------ INFORMATION PROVIDED

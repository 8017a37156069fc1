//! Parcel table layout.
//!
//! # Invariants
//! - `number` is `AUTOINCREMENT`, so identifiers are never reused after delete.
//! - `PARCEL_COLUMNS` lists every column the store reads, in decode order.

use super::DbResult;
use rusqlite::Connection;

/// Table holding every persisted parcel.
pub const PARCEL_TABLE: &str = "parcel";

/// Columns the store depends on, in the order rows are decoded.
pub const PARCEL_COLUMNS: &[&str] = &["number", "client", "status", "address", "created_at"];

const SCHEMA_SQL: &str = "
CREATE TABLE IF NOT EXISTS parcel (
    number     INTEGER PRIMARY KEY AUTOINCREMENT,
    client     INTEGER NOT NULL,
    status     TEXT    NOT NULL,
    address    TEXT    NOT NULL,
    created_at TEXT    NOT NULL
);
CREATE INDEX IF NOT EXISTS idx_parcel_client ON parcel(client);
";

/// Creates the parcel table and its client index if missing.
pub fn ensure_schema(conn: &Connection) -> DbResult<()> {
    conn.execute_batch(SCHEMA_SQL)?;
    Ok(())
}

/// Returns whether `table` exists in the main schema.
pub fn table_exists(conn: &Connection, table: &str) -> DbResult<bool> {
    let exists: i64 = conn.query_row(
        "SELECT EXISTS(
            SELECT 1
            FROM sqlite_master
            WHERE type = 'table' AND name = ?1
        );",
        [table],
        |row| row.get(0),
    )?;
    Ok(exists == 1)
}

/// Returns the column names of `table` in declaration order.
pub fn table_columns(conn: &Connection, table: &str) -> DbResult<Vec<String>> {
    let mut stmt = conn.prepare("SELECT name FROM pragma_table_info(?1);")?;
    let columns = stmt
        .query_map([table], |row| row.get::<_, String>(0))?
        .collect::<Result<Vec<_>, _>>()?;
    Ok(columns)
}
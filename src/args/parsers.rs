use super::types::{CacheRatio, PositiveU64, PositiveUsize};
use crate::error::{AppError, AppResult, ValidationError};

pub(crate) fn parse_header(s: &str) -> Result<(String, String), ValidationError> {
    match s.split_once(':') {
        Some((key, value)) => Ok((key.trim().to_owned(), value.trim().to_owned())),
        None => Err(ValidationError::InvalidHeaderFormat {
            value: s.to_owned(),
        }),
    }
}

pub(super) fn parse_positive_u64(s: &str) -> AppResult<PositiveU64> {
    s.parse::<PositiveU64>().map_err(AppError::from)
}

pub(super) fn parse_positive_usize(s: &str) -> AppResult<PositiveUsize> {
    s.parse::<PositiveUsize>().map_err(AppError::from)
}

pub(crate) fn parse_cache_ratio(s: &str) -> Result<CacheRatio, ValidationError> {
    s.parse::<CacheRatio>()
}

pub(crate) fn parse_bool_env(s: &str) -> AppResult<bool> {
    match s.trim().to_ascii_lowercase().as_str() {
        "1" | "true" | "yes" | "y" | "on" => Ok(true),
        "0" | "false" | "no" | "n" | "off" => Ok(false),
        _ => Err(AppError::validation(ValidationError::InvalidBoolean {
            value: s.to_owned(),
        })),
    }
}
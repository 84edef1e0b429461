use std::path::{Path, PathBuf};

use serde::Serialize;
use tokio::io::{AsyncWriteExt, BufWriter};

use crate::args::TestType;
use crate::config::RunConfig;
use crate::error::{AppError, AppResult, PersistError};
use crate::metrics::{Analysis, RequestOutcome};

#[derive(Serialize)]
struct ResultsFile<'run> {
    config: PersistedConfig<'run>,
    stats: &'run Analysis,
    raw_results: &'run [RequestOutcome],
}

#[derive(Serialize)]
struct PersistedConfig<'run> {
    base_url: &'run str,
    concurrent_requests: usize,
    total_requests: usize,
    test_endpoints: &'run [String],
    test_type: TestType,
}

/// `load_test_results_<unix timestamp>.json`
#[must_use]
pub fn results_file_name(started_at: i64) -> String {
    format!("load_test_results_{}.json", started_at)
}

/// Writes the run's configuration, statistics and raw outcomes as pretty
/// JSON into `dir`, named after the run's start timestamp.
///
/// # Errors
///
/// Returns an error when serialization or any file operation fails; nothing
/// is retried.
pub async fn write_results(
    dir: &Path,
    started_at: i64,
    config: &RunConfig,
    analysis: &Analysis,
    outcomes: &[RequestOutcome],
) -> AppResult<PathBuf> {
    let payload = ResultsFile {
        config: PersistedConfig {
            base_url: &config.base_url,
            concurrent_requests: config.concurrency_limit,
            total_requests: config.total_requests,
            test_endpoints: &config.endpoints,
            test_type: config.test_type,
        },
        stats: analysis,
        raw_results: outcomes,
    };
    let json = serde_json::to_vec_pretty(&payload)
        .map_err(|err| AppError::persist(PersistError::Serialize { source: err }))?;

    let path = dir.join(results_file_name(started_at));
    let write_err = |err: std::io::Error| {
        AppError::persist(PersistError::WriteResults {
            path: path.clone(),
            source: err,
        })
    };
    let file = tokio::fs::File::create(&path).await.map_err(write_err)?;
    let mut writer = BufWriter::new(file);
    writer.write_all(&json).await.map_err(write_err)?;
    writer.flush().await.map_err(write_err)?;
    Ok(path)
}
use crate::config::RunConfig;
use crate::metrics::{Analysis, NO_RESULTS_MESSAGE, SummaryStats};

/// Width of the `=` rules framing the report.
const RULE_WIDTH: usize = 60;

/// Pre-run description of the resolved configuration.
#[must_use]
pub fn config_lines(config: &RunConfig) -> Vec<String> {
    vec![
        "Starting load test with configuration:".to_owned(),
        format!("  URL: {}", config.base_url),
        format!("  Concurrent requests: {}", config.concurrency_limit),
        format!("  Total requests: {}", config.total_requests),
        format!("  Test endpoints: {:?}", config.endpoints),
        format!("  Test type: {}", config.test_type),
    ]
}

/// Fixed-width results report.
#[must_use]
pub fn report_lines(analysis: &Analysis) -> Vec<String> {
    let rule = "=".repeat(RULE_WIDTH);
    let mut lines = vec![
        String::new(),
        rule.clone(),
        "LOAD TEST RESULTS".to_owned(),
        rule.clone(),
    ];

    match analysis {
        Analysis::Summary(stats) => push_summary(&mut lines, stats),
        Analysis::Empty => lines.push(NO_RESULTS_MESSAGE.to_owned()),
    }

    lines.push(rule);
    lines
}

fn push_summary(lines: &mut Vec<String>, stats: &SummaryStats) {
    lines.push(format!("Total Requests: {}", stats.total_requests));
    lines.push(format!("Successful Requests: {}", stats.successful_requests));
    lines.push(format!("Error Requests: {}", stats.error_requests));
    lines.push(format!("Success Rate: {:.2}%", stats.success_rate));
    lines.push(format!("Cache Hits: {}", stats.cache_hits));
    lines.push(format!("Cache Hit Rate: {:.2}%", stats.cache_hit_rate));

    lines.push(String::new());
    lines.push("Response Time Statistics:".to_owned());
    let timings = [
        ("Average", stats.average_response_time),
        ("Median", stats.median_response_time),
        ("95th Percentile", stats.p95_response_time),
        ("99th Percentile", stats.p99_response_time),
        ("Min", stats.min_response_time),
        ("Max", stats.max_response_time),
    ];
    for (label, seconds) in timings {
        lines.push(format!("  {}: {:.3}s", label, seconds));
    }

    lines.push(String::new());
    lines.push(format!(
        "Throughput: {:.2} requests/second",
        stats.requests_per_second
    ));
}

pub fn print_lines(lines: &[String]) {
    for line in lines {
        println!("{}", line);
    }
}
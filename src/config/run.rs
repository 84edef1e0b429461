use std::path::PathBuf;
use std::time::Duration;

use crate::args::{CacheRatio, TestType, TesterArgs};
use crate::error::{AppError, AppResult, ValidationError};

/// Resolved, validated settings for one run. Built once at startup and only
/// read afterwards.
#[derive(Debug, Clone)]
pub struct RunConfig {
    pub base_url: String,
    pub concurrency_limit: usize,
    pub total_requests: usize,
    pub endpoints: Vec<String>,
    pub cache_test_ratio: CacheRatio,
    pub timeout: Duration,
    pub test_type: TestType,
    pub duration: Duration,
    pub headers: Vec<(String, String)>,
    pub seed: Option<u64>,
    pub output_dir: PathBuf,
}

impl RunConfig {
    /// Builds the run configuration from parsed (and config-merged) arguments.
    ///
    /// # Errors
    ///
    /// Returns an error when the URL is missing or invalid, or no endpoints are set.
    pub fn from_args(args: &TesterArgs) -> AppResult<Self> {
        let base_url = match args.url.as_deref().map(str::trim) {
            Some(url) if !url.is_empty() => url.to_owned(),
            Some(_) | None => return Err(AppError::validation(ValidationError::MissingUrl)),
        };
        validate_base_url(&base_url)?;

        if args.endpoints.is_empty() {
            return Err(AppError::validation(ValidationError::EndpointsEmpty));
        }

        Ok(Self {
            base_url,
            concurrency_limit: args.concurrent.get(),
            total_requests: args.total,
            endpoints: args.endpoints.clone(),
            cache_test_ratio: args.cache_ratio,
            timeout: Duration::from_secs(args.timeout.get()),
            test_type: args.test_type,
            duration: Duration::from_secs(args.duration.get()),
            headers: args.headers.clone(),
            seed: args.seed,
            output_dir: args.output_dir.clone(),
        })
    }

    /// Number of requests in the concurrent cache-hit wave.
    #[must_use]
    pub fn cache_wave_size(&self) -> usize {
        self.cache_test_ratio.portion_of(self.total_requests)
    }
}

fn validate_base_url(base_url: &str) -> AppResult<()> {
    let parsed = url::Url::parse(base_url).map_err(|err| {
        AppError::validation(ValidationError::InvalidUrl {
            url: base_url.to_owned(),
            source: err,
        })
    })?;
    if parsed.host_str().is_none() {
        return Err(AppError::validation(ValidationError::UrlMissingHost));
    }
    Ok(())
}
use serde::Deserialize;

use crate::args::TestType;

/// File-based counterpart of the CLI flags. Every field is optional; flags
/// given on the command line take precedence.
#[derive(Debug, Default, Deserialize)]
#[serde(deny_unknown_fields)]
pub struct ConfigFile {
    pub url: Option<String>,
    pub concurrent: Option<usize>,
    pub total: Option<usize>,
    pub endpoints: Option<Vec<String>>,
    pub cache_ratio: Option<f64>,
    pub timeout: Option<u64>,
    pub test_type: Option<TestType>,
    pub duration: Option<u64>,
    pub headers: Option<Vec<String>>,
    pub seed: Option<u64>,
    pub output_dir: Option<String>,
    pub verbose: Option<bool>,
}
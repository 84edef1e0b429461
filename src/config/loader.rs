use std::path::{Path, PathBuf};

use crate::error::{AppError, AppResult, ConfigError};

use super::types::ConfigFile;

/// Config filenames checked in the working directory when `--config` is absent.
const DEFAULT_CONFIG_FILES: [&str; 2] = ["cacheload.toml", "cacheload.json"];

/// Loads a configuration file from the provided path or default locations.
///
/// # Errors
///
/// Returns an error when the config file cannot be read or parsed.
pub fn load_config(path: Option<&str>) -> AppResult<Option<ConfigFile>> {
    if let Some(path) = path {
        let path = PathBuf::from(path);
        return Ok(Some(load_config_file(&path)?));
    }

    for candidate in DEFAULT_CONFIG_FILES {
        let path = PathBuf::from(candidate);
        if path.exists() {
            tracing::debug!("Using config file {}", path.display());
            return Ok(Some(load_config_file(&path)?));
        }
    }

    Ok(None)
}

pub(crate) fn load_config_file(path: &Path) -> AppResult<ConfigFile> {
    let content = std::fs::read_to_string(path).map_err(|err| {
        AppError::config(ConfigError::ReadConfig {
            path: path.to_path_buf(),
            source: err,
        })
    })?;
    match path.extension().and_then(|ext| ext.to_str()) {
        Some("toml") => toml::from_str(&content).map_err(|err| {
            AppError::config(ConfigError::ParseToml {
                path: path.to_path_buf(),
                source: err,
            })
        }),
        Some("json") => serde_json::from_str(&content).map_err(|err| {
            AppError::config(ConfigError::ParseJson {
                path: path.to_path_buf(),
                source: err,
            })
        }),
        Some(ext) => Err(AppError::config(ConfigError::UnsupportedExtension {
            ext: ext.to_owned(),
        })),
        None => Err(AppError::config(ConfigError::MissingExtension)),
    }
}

------------

> WORK TO COMPLETE:
Transcribe the records above exactly, beginning at the line that contains "pub(super) fn parse_positive_u64(s: &str)" and ending with the line that contains "let json = serde_json::to_vec_pretty(&payload)", both included, and nothing else.

> EXERCISE RESULT:
pub(super) fn parse_positive_u64(s: &str) -> AppResult<PositiveU64> {
    s.parse::<PositiveU64>().map_err(AppError::from)
}

pub(super) fn parse_positive_usize(s: &str) -> AppResult<PositiveUsize> {
    s.parse::<PositiveUsize>().map_err(AppError::from)
}

pub(crate) fn parse_cache_ratio(s: &str) -> Result<CacheRatio, ValidationError> {
    s.parse::<CacheRatio>()
}

pub(crate) fn parse_bool_env(s: &str) -> AppResult<bool> {
    match s.trim().to_ascii_lowercase().as_str() {
        "1" | "true" | "yes" | "y" | "on" => Ok(true),
        "0" | "false" | "no" | "n" | "off" => Ok(false),
        _ => Err(AppError::validation(ValidationError::InvalidBoolean {
            value: s.to_owned(),
        })),
    }
}
repository 84edef1e0b429461
use std::path::{Path, PathBuf};

use serde::Serialize;
use tokio::io::{AsyncWriteExt, BufWriter};

use crate::args::TestType;
use crate::config::RunConfig;
use crate::error::{AppError, AppResult, PersistError};
use crate::metrics::{Analysis, RequestOutcome};

#[derive(Serialize)]
struct ResultsFile<'run> {
    config: PersistedConfig<'run>,
    stats: &'run Analysis,
    raw_results: &'run [RequestOutcome],
}

#[derive(Serialize)]
struct PersistedConfig<'run> {
    base_url: &'run str,
    concurrent_requests: usize,
    total_requests: usize,
    test_endpoints: &'run [String],
    test_type: TestType,
}

/// `load_test_results_<unix timestamp>.json`
#[must_use]
pub fn results_file_name(started_at: i64) -> String {
    format!("load_test_results_{}.json", started_at)
}

/// Writes the run's configuration, statistics and raw outcomes as pretty
/// JSON into `dir`, named after the run's start timestamp.
///
/// # Errors
///
/// Returns an error when serialization or any file operation fails; nothing
/// is retried.
pub async fn write_results(
    dir: &Path,
    started_at: i64,
    config: &RunConfig,
    analysis: &Analysis,
    outcomes: &[RequestOutcome],
) -> AppResult<PathBuf> {
    let payload = ResultsFile {
        config: PersistedConfig {
            base_url: &config.base_url,
            concurrent_requests: config.concurrency_limit,
            total_requests: config.total_requests,
            test_endpoints: &config.endpoints,
            test_type: config.test_type,
        },
        stats: analysis,
        raw_results: outcomes,
    };
    let json = serde_json::to_vec_pretty(&payload)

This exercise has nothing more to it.